# Best advice possible for the ventilation



## BlackWing (Apr 2, 2010)

I need the best advice possible for the ventilation in my loft. 3.6 X 2.5 Meters

Info

My loft has being built on an angle to accommodate the slope that I build my loft on. The loft is at its highest point +- 3m from the ground and lowest point 1 x meter. I have three sections, first section is my breeders the rest my racing team. 
There are no ventilation openings on any of the back walls. The blue sections on the sketch are ventilation/openings installed. The green section is what i thinks needs to be added to get my ventilation correct. 
I have three “outlets” on the roof in each section.

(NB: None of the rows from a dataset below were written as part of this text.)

//! CLI binary for flipflow.
//!
//! Inspect and rasterise PDFs the way the flipbook viewer does, or run the
//! payment service.

use anyhow::{Context, Result};
use clap::{Args, Parser, Subcommand};
use flipflow::pipeline::layout::DisplayBox;
use flipflow::{
    inspect, render_thumbnail, CancelToken, FlipbookConfig, PageSelection, PdfSource,
    PdfiumRasterizer, Rasterizer, RenderProgressCallback, RenderRequest, ServiceConfig,
};
use futures::StreamExt;
use indicatif::{ProgressBar, ProgressStyle};
use std::io;
use std::path::{Path, PathBuf};
use std::sync::atomic::{AtomicUsize, Ordering};
use std::sync::Arc;
use std::time::{Duration, Instant};
use tracing_subscriber::EnvFilter;

// ── ANSI colour helpers ──────────────────────────────────────────────────────

fn green(s: &str) -> String {
    format!("\x1b[32m{s}\x1b[0m")
}
fn red(s: &str) -> String {
    format!("\x1b[31m{s}\x1b[0m")
}
fn dim(s: &str) -> String {
    format!("\x1b[2m{s}\x1b[0m")
}
fn bold(s: &str) -> String {
    format!("\x1b[1m{s}\x1b[0m")
}

// ── CLI progress callback using indicatif ────────────────────────────────────

/// Live progress bar plus one log line per rendered page.
struct CliProgressCallback {
    bar: ProgressBar,
    errors: AtomicUsize,
}

impl CliProgressCallback {
    fn new() -> Arc<Self> {
        let bar = ProgressBar::new(0);
        let spinner_style = ProgressStyle::with_template("{spinner:.cyan} {prefix:.bold}  {msg}")
            .unwrap_or_else(|_| ProgressStyle::default_spinner());
        bar.set_style(spinner_style);
        bar.set_prefix("Preparing");
        bar.set_message("Opening PDF…");
        bar.enable_steady_tick(Duration::from_millis(80));

        Arc::new(Self {
            bar,
            errors: AtomicUsize::new(0),
        })
    }
}

impl RenderProgressCallback for CliProgressCallback {
    fn on_render_start(&self, total_pages: usize) {
        let style = ProgressStyle::with_template(
            "{spinner:.cyan} {prefix:.bold}  \
             [{bar:42.green/238}] {pos:>3}/{len} pages  ⏱ {elapsed_precise}",
        )
        .unwrap_or_else(|_| ProgressStyle::default_bar())
        .progress_chars("█▉▊▋▌▍▎▏  ");

        self.bar.set_length(total_pages as u64);
        self.bar.set_style(style);
        self.bar.set_prefix("Rendering");
    }

    fn on_page_rendered(&self, page_num: usize, total_pages: usize, bytes: usize) {
        self.bar.println(format!(
            "  {} Page {:>3}/{:<3}  {}",
            green("✓"),
            page_num,
            total_pages,
            dim(&format!("{:>7} KB", bytes / 1024)),
        ));
        self.bar.inc(1);
    }

    fn on_page_error(&self, page_num: usize, total_pages: usize, error: &str) {
        self.errors.fetch_add(1, Ordering::SeqCst);
        self.bar.println(format!(
            "  {} Page {:>3}/{:<3}  {}",
            red("✗"),
            page_num,
            total_pages,
            red(error),
        ));
    }

    fn on_render_complete(&self, total_pages: usize, rendered: usize) {
        self.bar.finish_and_clear();
        if rendered == total_pages && self.errors.load(Ordering::SeqCst) == 0 {
            eprintln!("{} {} pages rendered", green("✔"), bold(&rendered.to_string()));
        } else {
            eprintln!("{} {}/{} pages rendered", red("✘"), rendered, total_pages);
        }
    }
}

const AFTER_HELP: &str = r#"EXAMPLES:
  # Page count and display box
  flipflow inspect brochure.pdf

  # Render every page as it would appear in the viewer
  flipflow render brochure.pdf -o pages/

  # Pages 2-4 at higher quality
  flipflow render --pages 2-4 --quality 95 https://example.com/deck.pdf -o pages/

  # The dashboard thumbnail
  flipflow thumbnail brochure.pdf -o thumb.jpg

  # Run the order / verify / preflight service
  flipflow serve --listen 127.0.0.1:8080

ENVIRONMENT VARIABLES:
  PDFIUM_LIB_PATH             Path to an existing libpdfium
  FLIPFLOW_CACHE_DIR          Directory searched for a cached pdfium
  SUPABASE_URL                Supabase project URL (serve)
  SUPABASE_SERVICE_ROLE_KEY   Service-role key (serve)
  RAZORPAY_KEY_ID             Razorpay key id (serve)
  RAZORPAY_KEY_SECRET         Razorpay key secret (serve)
  DEBUG_TOKEN                 Token guarding the preflight probe (serve)
"#;

/// Turn PDFs into flipbook pages.
#[derive(Parser, Debug)]
#[command(
    name = "flipflow",
    version,
    about = "Rasterise PDFs for the flipbook viewer and run the payment service",
    arg_required_else_help = true,
    color = clap::ColorChoice::Auto,
    after_long_help = AFTER_HELP
)]
struct Cli {
    #[command(subcommand)]
    command: Command,

    /// Enable DEBUG-level tracing logs.
    #[arg(short, long, global = true, env = "FLIPFLOW_VERBOSE")]
    verbose: bool,

    /// Suppress all output except errors.
    #[arg(short, long, global = true, env = "FLIPFLOW_QUIET")]
    quiet: bool,
}

#[derive(Subcommand, Debug)]
enum Command {
    /// Print page count, first page size and the viewer display box.
    Inspect {
        /// Local PDF file path or HTTP/HTTPS URL.
        input: String,

        /// Output JSON instead of text.
        #[arg(long)]
        json: bool,

        #[command(flatten)]
        render: RenderArgs,
    },

    /// Render pages to JPEG files.
    Render {
        /// Local PDF file path or HTTP/HTTPS URL.
        input: String,

        /// Directory for `page-NNN.jpg` files.
        #[arg(short, long, default_value = ".")]
        output: PathBuf,

        /// Page selection: all, 5, 3-15, or 1,3,5,7.
        #[arg(long, env = "FLIPFLOW_PAGES", default_value = "all")]
        pages: String,

        /// Disable progress bar.
        #[arg(long)]
        no_progress: bool,

        #[command(flatten)]
        render: RenderArgs,
    },

    /// Render page 1 at thumbnail scale.
    Thumbnail {
        /// Local PDF file path or HTTP/HTTPS URL.
        input: String,

        /// Output JPEG path.
        #[arg(short, long, default_value = "thumbnail.jpg")]
        output: PathBuf,

        /// Thumbnail scale (0.1–2.0).
        #[arg(long, default_value_t = 0.5)]
        scale: f32,

        /// Thumbnail JPEG quality (1–100).
        #[arg(long, default_value_t = 80,
              value_parser = clap::value_parser!(u8).range(1..=100))]
        quality: u8,

        /// HTTP download timeout in seconds.
        #[arg(long, env = "FLIPFLOW_DOWNLOAD_TIMEOUT", default_value_t = 120)]
        download_timeout: u64,
    },

    /// Serve the payment functions over HTTP.
    Serve {
        /// Address to bind (overrides LISTEN_ADDR).
        #[arg(long)]
        listen: Option<String>,
    },
}

#[derive(Args, Debug, Clone)]
struct RenderArgs {
    /// Oversampling scale (0.25–4.0).
    #[arg(long, env = "FLIPFLOW_SCALE", default_value_t = 2.0)]
    scale: f32,

    /// JPEG quality (1–100).
    #[arg(long, env = "FLIPFLOW_QUALITY", default_value_t = 90,
          value_parser = clap::value_parser!(u8).range(1..=100))]
    quality: u8,

    /// HTTP download timeout in seconds.
    #[arg(long, env = "FLIPFLOW_DOWNLOAD_TIMEOUT", default_value_t = 120)]
    download_timeout: u64,
}

#[tokio::main]
async fn main() -> Result<()> {
    dotenvy::dotenv().ok();
    let cli = Cli::parse();

    let filter = if cli.quiet {
        "flipflow=error"
    } else if cli.verbose {
        "flipflow=debug,tower_http=debug"
    } else {
        "flipflow=info"
    };
    tracing_subscriber::fmt()
        .with_env_filter(
            EnvFilter::try_from_default_env().unwrap_or_else(|_| EnvFilter::new(filter)),
        )
        .with_writer(io::stderr)
        .init();

    match cli.command {
        Command::Inspect {
            input,
            json,
            render,
        } => run_inspect(&input, json, &render).await,
        Command::Render {
            input,
            output,
            pages,
            no_progress,
            render,
        } => {
            let show_progress = !cli.quiet && !no_progress;
            run_render(&input, &output, &pages, show_progress, &render).await
        }
        Command::Thumbnail {
            input,
            output,
            scale,
            quality,
            download_timeout,
        } => {
            let config = FlipbookConfig::builder()
                .thumbnail_scale(scale)
                .thumbnail_quality(quality)
                .download_timeout_secs(download_timeout)
                .build()
                .context("Invalid configuration")?;
            run_thumbnail(&input, &output, &config, cli.quiet).await
        }
        Command::Serve { listen } => {
            let mut config = ServiceConfig::from_env();
            if let Some(addr) = listen {
                config.listen_addr = addr;
            }
            flipflow::server::serve(config)
                .await
                .context("Server failed")
        }
    }
}

async fn run_inspect(input: &str, json: bool, args: &RenderArgs) -> Result<()> {
    let config = build_config(args, None)?;
    let rasterizer = PdfiumRasterizer::from_config(&config).context("PDF engine unavailable")?;
    let info = inspect(&rasterizer, &PdfSource::parse(input))
        .await
        .context("Failed to inspect PDF")?;
    let display = info
        .first_page
        .map(|p| DisplayBox::for_page(p, config.landscape_width, config.portrait_height));

    if json {
        let value = serde_json::json!({
            "input": input,
            "page_count": info.page_count,
            "first_page": info.first_page,
            "display": display,
        });
        println!(
            "{}",
            serde_json::to_string_pretty(&value).context("Failed to serialize document info")?
        );
        return Ok(());
    }

    println!("File:         {input}");
    println!("Pages:        {}", info.page_count);
    if let Some(p) = info.first_page {
        println!("First page:   {:.0} x {:.0} pt", p.width, p.height);
    }
    if let Some(d) = display {
        let mode = if d.is_portrait() { "single page" } else { "spread" };
        println!("Display box:  {} x {} px ({mode})", d.width, d.height);
    }
    Ok(())
}

async fn run_render(
    input: &str,
    output: &Path,
    pages: &str,
    show_progress: bool,
    args: &RenderArgs,
) -> Result<()> {
    let progress = show_progress
        .then(|| CliProgressCallback::new() as Arc<dyn RenderProgressCallback>);
    let config = build_config(args, progress)?;
    let rasterizer = PdfiumRasterizer::from_config(&config).context("PDF engine unavailable")?;

    tokio::fs::create_dir_all(output)
        .await
        .with_context(|| format!("Failed to create {}", output.display()))?;

    let cancel = CancelToken::new();
    let on_ctrl_c = cancel.clone();
    tokio::spawn(async move {
        if tokio::signal::ctrl_c().await.is_ok() {
            on_ctrl_c.cancel();
        }
    });

    let start = Instant::now();
    let source = rasterizer
        .load(PdfSource::parse(input))
        .await
        .context("Failed to load PDF")?;
    let request = RenderRequest {
        pages: parse_pages(pages)?,
        scale: config.render_scale,
        quality: config.page_quality,
    };
    let mut stream = rasterizer
        .render(&source, request, cancel)
        .await
        .context("Failed to start render")?;

    let mut written = 0usize;
    while let Some(page) = stream.next().await {
        let page = page.context("Render failed")?;
        let path = output.join(format!("page-{:03}.jpg", page.page_number));
        tokio::fs::write(&path, &page.data)
            .await
            .with_context(|| format!("Failed to write {}", path.display()))?;
        written += 1;
    }

    if !show_progress {
        tracing::info!(
            pages = written,
            elapsed_ms = start.elapsed().as_millis() as u64,
            "Wrote pages to {}",
            output.display()
        );
    }
    Ok(())
}

async fn run_thumbnail(
    input: &str,
    output: &Path,
    config: &FlipbookConfig,
    quiet: bool,
) -> Result<()> {
    let rasterizer = PdfiumRasterizer::from_config(config).context("PDF engine unavailable")?;
    let thumb = render_thumbnail(&rasterizer, &PdfSource::parse(input), config)
        .await
        .context("Failed to render thumbnail")?;
    tokio::fs::write(output, &thumb.data)
        .await
        .with_context(|| format!("Failed to write {}", output.display()))?;
    if !quiet {
        eprintln!(
            "{} {}x{} thumbnail → {}",
            green("✔"),
            thumb.width,
            thumb.height,
            bold(&output.display().to_string())
        );
    }
    Ok(())
}

/// Map CLI args to `FlipbookConfig`.
fn build_config(
    args: &RenderArgs,
    progress: Option<Arc<dyn RenderProgressCallback>>,
) -> Result<FlipbookConfig> {
    let mut builder = FlipbookConfig::builder()
        .render_scale(args.scale)
        .page_quality(args.quality)
        .download_timeout_secs(args.download_timeout);
    if let Some(cb) = progress {
        builder = builder.progress_callback(cb);
    }
    builder.build().context("Invalid configuration")
}

/// Parse `--pages` string into `PageSelection`.
fn parse_pages(s: &str) -> Result<PageSelection> {
    let s = s.trim().to_lowercase();

    if s == "all" {
        return Ok(PageSelection::All);
    }

    if let Some((start, end)) = s.split_once('-') {
        let start: usize = start
            .trim()
            .parse()
            .context("Invalid start page in range")?;
        let end: usize = end.trim().parse().context("Invalid end page in range")?;
        if start < 1 || start > end {
            anyhow::bail!("Invalid page range '{start}-{end}'");
        }
        return Ok(PageSelection::Range(start, end));
    }

    if s.contains(',') {
        let pages = s
            .split(',')
            .map(|p| {
                let page: usize = p
                    .trim()
                    .parse()
                    .with_context(|| format!("Invalid page number: '{}'", p.trim()))?;
                if page < 1 {
                    anyhow::bail!("Pages are 1-indexed, minimum is 1 (got {page})");
                }
                Ok(page)
            })
            .collect::<Result<Vec<_>>>()?;
        return Ok(PageSelection::Set(pages));
    }

    let page: usize = s.parse().context("Invalid page number")?;
    if page < 1 {
        anyhow::bail!("Pages are 1-indexed, minimum is 1 (got {page})");
    }
    Ok(PageSelection::Single(page))
}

My middle section has no ventilation directly in front of the section but the sections are open with dividers between them. 
I have no extraction fans or any gadgets in my loft. My roof slopes from front to back. 

All the openings will be closed during the winter. 

Temperature hardly goes below 4* in the winter and is normally 22-25* during the summer months.

I have read on the forum that no openings directly over your pigeons. I was thinking that i can make a few openings in the floor just in front of the pigeons with the extraction or outlet pipes in the front of the loft at the highest point.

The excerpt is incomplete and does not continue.